Click the red “Stop” button in the upper left corner of the window when you want to stop capturing the traffic.


Color code

You will probably see packages highlighted in a variety of different colors. Wireshark uses colors to help you identify types of traffic at a glance. By default, light purple is TCP traffic, light blue is UDP traffic, and black identifies packets with errors, for example, they may have been delivered out of order.

To see the exact meaning of the color codes, click View> Color Rules. You can also customize and change the staining rules from here if you wish.

wireshark-code color

Capture samples

If there is nothing interesting about your own network to inspect, the Wireshark wiki covers you. The wiki contains a page of sample capture files that you can load and inspect. Click File> Open in Wireshark and locate the downloaded file to open one.

You can also save your own captures in Wireshark and open them later. Click File> Save to save your captured packets.


Filtering packages

If you are trying to inspect a specific item, such as the traffic a program sends by telephoning home, it is helpful to close all other applications using the network to reduce traffic. However, you will probably have a large number of packages to go through. This is where Wireshark filters come into play.

The easiest way to apply a filter is to type it in the filter area at the top of the window and click Apply (or press Enter). For example, type “DNS” and you will only see the DNS packets. When you start typing, Wireshark will help you automatically complete your filter.


You can also click Analyze> Show Filters to choose a filter from the default filters included in Wireshark. From there, you can add your own custom filters and save them for easy access in the future.

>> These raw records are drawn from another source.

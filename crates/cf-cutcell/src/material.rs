//! Linear elastic material parameters.
//!
//! The occupied part of a cut cell is modelled as an isotropic linear elastic
//! continuum. Users specify the engineering constants and the kernel works
//! with the Lamé parameters derived from them:
//!
//! - **Young's modulus (E)**: stiffness under uniaxial stretch
//! - **Poisson's ratio (ν)**: lateral contraction, `-1 < ν < 0.5`
//! - **λ** = E·ν / ((1 + ν)(1 − 2ν))
//! - **μ** = E / (2(1 + ν))
//!
//! The energy density of a small strain ε is `μ ε:ε + λ/2 (tr ε)²`.

#[cfg(feature = "serde")]
use serde::{Deserialize, Serialize};

use crate::error::{CellError, CellResult};

/// Isotropic linear elastic material.
#[derive(Debug, Clone, Copy, PartialEq)]
#[cfg_attr(feature = "serde", derive(Serialize, Deserialize))]
pub struct ElasticMaterial {
    /// Young's modulus. Must be finite and non-negative.
    pub youngs_modulus: f64,

    /// Poisson's ratio (dimensionless, strictly between -1 and 0.5).
    pub poissons_ratio: f64,
}

impl Default for ElasticMaterial {
    fn default() -> Self {
        Self::new(1.0, 0.3)
    }
}

impl ElasticMaterial {
    /// Create a material from Young's modulus and Poisson's ratio.
    ///
    /// Values are stored as given; call [`validate`](Self::validate) before
    /// deriving Lamé parameters from untrusted input.
    #[must_use]
    pub const fn new(youngs_modulus: f64, poissons_ratio: f64) -> Self {
        Self {
            youngs_modulus,
            poissons_ratio,
        }
    }

    /// Compute the shear modulus G = E / (2(1 + ν)).
    #[must_use]
    pub fn shear_modulus(&self) -> f64 {
        self.youngs_modulus / (2.0 * (1.0 + self.poissons_ratio))
    }

    /// Compute the first Lamé parameter λ.
    #[must_use]
    pub fn lame_lambda(&self) -> f64 {
        let nu = self.poissons_ratio;
        self.youngs_modulus * nu / ((1.0 + nu) * 2.0f64.mul_add(-nu, 1.0))
    }

    /// Compute the second Lamé parameter μ (same as shear modulus).
    #[must_use]
    pub fn lame_mu(&self) -> f64 {
        self.shear_modulus()
    }

    /// Validate that the material parameters are physically valid.
    ///
    /// # Errors
    ///
    /// Returns an error if:
    /// - Young's modulus is negative or not finite
    /// - Poisson's ratio is outside (-1, 0.5)
    pub fn validate(&self) -> CellResult<()> {
        if !self.youngs_modulus.is_finite() || self.youngs_modulus < 0.0 {
            return Err(CellError::invalid_material(format!(
                "Young's modulus must be finite and non-negative, got {}",
                self.youngs_modulus
            )));
        }

        if !(self.poissons_ratio > -1.0 && self.poissons_ratio < 0.5) {
            return Err(CellError::invalid_material(format!(
                "Poisson's ratio must be in range (-1, 0.5), got {}",
                self.poissons_ratio
            )));
        }

        Ok(())
    }
}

For more information on the Wireshark display filtering language, read the display filter expression page in the official Wireshark documentation.


Another interesting thing to do is right-click on a package and select Track> TCP Stream.

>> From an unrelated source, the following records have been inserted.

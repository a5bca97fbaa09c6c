use outline_core::{display_text, entry_id, Entry, Snapshot};
use outline_logging::outline_trace;
use scraper::Html;

use crate::strategy::SelectorStrategy;

/// One extraction pass over the current document markup.
///
/// Deterministic: equal markup yields value-equal snapshots. Candidates whose
/// trimmed text is empty are dropped before ids are assigned, so ids always
/// match the position in the filtered output.
pub struct UserMessageExtractor {
    strategy: SelectorStrategy,
}

impl UserMessageExtractor {
    pub fn new() -> Self {
        Self {
            strategy: SelectorStrategy::new(),
        }
    }

    pub fn extract(&self, markup: &str) -> Snapshot {
        let pass = outline_logging::next_pass_seq();
        let doc = Html::parse_document(markup);
        let mut entries: Vec<Entry> = Vec::new();
        for element in self.strategy.candidates(&doc) {
            let raw: String = element.text().collect();
            let Some(text) = display_text(&raw) else {
                continue;
            };
            entries.push(Entry {
                id: entry_id(entries.len()),
                text,
                node: element.id(),
            });
        }
        outline_trace!("pass {pass}: extracted {} entries", entries.len());
        Snapshot::new(entries)
    }
}

impl Default for UserMessageExtractor {
    fn default() -> Self {
        Self::new()
    }
}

You will see the complete TCP conversation between the client and the server. You can also click other protocols in the Follow menu to see complete conversations for other protocols if any.


Close the window and you will find that a filter has been applied automatically. Wireshark shows you the packages that make up the conversation.


Packet Inspection

Click on a package to select it and you can dig to see its details.


You can also create filters from here – right-click on any of the details and use the Apply As Filter sub-menu to create a filter based on it.


Wireshark is an extremely powerful tool, and this tutorial only scratches the surface of what you can do with it. Professionals use it to debug network protocol implementations, examine security issues, and inspect network protocol internal components.